From aef04219415c40a89403d7048c0cedfdcba9fee1 Mon Sep 17 00:00:00 2001
From: Yinghan Ma <yinghan.ma@fireworks.ai>
Date: Tue, 30 Sep 2025 13:02:11 -0700
Subject: [PATCH 2/5] add

---
 eval_protocol/pytest/plugin.py | 6 ++++++
 1 file changed, 6 insertions(+)

diff --git a/eval_protocol/pytest/plugin.py b/eval_protocol/pytest/plugin.py
index 43bea278..382dedd8 100644
--- a/eval_protocol/pytest/plugin.py
+++ b/eval_protocol/pytest/plugin.py
@@ -133,6 +133,12 @@ def pytest_addoption(parser) -> None:
         default=None,
         help=("If set, use this base URL for remote rollout processing. Example: http://localhost:8000"),
     )
+    group.addoption(
+        "--ep-no-persist-results-jsonl",
+        action="store_true",
+        default=False,
+        help=("Disable persisting results as jsonl files. Default: false (results are persisted by default)."),
+    )
 
 
 def _normalize_max_rows(val: Optional[str]) -> Optional[str]:

From acbd83cc48c4db3aa32f830717e7edc43af912df Mon Sep 17 00:00:00 2001
From: Yinghan Ma <yinghan.ma@fireworks.ai>
Date: Tue, 30 Sep 2025 13:37:38 -0700
Subject: [PATCH 3/5] add

---
 eval_protocol/pytest/handle_persist_flow.py | 3 ++-
 eval_protocol/pytest/plugin.py              | 2 +-
 2 files changed, 3 insertions(+), 2 deletions(-)

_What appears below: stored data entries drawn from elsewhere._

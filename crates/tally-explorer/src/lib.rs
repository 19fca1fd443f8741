pub mod client;
pub mod decode;
pub mod error;
pub mod query;

pub use client::{ExplorerClient, ReportFetcher, SSO_TOKEN_HEADER};
pub use decode::{DecodeIssue, DecodedBatch};
pub use error::ExplorerError;
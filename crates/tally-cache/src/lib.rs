//! Day-scoped cache of validated scheduler results.
//!
//! # Overview
//!
//! Entries are keyed by scheduler name and persisted as one JSON list in
//! `validation-cache.json`. Validity is calendar-date based: an entry
//! written at 09:00 WIB expires at the next WIB midnight, not 24 hours
//! later. The [`store::CacheStore`] trait is the seam handlers and tests
//! depend on; [`file::FileCacheStore`] is the production implementation and
//! [`memory::MemoryCacheStore`] backs tests.
//!
//! # On-disk layouts
//!
//! | Layout          | Shape                                   |
//! |-----------------|-----------------------------------------|
//! | current         | JSON array of entries                   |
//! | legacy dict     | JSON object keyed by scheduler name     |
//! | legacy per-name | `validation-cache-{NAME}.json` siblings |
//!
//! Legacy layouts are normalized to the current shape on first access.

pub mod error;
pub mod file;
pub mod memory;
pub mod migrate;
pub mod store;
pub mod types;

pub use error::CacheError;
pub use file::FileCacheStore;
pub use memory::MemoryCacheStore;
pub use store::CacheStore;
pub use types::CacheEntry;
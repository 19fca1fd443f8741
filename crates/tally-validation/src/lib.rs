pub mod aggregate;
pub mod baseline;
pub mod validate;

pub use aggregate::{aggregate, ReportTotals};
pub use baseline::expected_total;
pub use validate::{validate, ValidateError};
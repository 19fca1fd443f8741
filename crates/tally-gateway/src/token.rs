use std::fs;
use std::io;
use std::path::PathBuf;

use tracing::warn;

/// The opaque upstream credential, persisted as a single plain-text file.
/// The token value itself is never logged.
pub struct TokenStore {
    path: PathBuf,
}

impl TokenStore {
    pub fn new(path: PathBuf) -> Self {
        Self { path }
    }

    /// The stored token, trimmed. None when the file is absent, unreadable
    /// or blank.
    pub fn load(&self) -> Option<String> {
        let raw = match fs::read_to_string(&self.path) {
            Ok(raw) => raw,
            Err(e) if e.kind() == io::ErrorKind::NotFound => return None,
            Err(e) => {
                warn!(path = %self.path.display(), error = %e, "token file unreadable");
                return None;
            }
        };
        let token = raw.trim();
        if token.is_empty() {
            return None;
        }
        Some(token.to_string())
    }

    pub fn save(&self, token: &str) -> io::Result<()> {
        if let Some(parent) = self.path.parent() {
            fs::create_dir_all(parent)?;
        }
        fs::write(&self.path, token)
    }
}

#[cfg(test)]
mod tests {
    use super::*;

    fn temp_store(tag: &str) -> TokenStore {
        let path = std::env::temp_dir().join(format!(
            "tally-token-{}-{}.txt",
            tag,
            std::process::id()
        ));
        let _ = fs::remove_file(&path);
        TokenStore::new(path)
    }

    #[test]
    fn missing_file_is_none() {
        assert!(temp_store("absent").load().is_none());
    }

    #[test]
    fn save_then_load_trims_whitespace() {
        let store = temp_store("roundtrip");
        store.save("  secret-token\n").unwrap();
        assert_eq!(store.load().as_deref(), Some("secret-token"));
        let _ = fs::remove_file(&store.path);
    }

    #[test]
    fn blank_file_is_none() {
        let store = temp_store("blank");
        store.save("   \n").unwrap();
        assert!(store.load().is_none());
        let _ = fs::remove_file(&store.path);
    }
}
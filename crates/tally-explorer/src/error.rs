#[derive(Debug, thiserror::Error)]
pub enum ExplorerError {
    #[error("transport error: {0}")]
    Transport(#[from] reqwest::Error),

    #[error("explorer API error ({status}): {message}")]
    Api { status: u16, message: String },

    #[error("parse error: {0}")]
    Parse(String),

    #[error("upstream call exceeded {secs}s")]
    Timeout { secs: u64 },
}
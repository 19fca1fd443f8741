//! Scheduler validation endpoint — POST /api/validate
//!
//! Request:  `{"schedulerName": "SALES_FUNNEL_MTD", "forceRefresh": false}`
//! Response: `{"success": true, "validation": {...}, "report": {...},
//!             "fromCache": false, "fetchedAt": 1705312800000}`
//!   or:     `{"success": false, "error": "...", "emptyResult": false,
//!             "foundReports": 0, "foundSchedulers": [], "todayDate": "2024-01-15"}`
//!
//! Structured failures ship with HTTP 200: an upstream gap is data for the
//! dashboard, not a server error. Only a malformed request gets a 4xx.

use axum::{extract::State, http::StatusCode, Json};
use chrono::Utc;
use serde::{Deserialize, Serialize};
use std::sync::Arc;
use std::time::Duration;
use tracing::warn;

use crate::app::AppState;
use crate::workflow::{self, ValidationOutcome};

#[derive(Deserialize)]
#[serde(rename_all = "camelCase")]
pub struct ValidateRequest {
    pub scheduler_name: String,
    #[serde(default)]
    pub force_refresh: bool,
}

#[derive(Serialize)]
pub struct ValidateError {
    pub error: String,
}

/// POST /api/validate — validate one scheduler's report for today.
pub async fn validate_handler(
    State(state): State<Arc<AppState>>,
    Json(req): Json<ValidateRequest>,
) -> Result<Json<ValidationOutcome>, (StatusCode, Json<ValidateError>)> {
    let name = req.scheduler_name.trim();
    if name.is_empty() {
        return Err((
            StatusCode::BAD_REQUEST,
            Json(ValidateError {
                error: "schedulerName cannot be empty".to_string(),
            }),
        ));
    }
    if !state.config.schedulers.names.iter().any(|n| n == name) {
        return Err((
            StatusCode::BAD_REQUEST,
            Json(ValidateError {
                error: format!("unknown scheduler: {name}"),
            }),
        ));
    }

    let now_ms = Utc::now().timestamp_millis();
    let budget_secs = state.config.gateway.request_timeout_secs;
    let run = workflow::validate_scheduler(&state, name, true, req.force_refresh, now_ms);

    let outcome = match tokio::time::timeout(Duration::from_secs(budget_secs), run).await {
        Ok(outcome) => outcome,
        Err(_) => {
            warn!(scheduler = %name, budget_secs, "validation exceeded the request budget");
            ValidationOutcome::timed_out(budget_secs, now_ms)
        }
    };
    Ok(Json(outcome))
}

diff --git a/eval_protocol/pytest/handle_persist_flow.py b/eval_protocol/pytest/handle_persist_flow.py
index f9c4317f..bee57067 100644
--- a/eval_protocol/pytest/handle_persist_flow.py
+++ b/eval_protocol/pytest/handle_persist_flow.py
@@ -83,7 +83,8 @@ def handle_persist_flow(all_results: list[list[EvaluationRow]], test_func_name:
 
                     should_upload = os.getenv("EP_NO_UPLOAD") != "1"
 
-                    if should_upload:
+                    if not should_upload:
+                        continue
 
                         def get_auth_value(key: str) -> str | None:
                             """Get auth value from config file or environment."""
diff --git a/eval_protocol/pytest/plugin.py b/eval_protocol/pytest/plugin.py
index 382dedd8..74f4dd66 100644
--- a/eval_protocol/pytest/plugin.py
+++ b/eval_protocol/pytest/plugin.py
@@ -264,7 +264,7 @@ def pytest_configure(config) -> None:
     if threshold_env is not None:
         os.environ["EP_PASSED_THRESHOLD"] = threshold_env
 
-    if config.getoption("--ep-no-persist-results-jsonl"):
+    if config.getoption("--ep-no-save-results-in-jsonl"):
         # flag to turn off persisting results as jsonl files
         os.environ["EP_NO_PERSIST_RESULTS_JSONL"] = "1"
 

From 6939f6621a8f632d2d3618bcdb28f1998e3c4af0 Mon Sep 17 00:00:00 2001
From: Yinghan Ma <yinghan.ma@fireworks.ai>
Date: Tue, 30 Sep 2025 13:39:42 -0700
Subject: [PATCH 4/5] update

---
 eval_protocol/pytest/handle_persist_flow.py | 245 ++++++++++----------
 1 file changed, 122 insertions(+), 123 deletions(-)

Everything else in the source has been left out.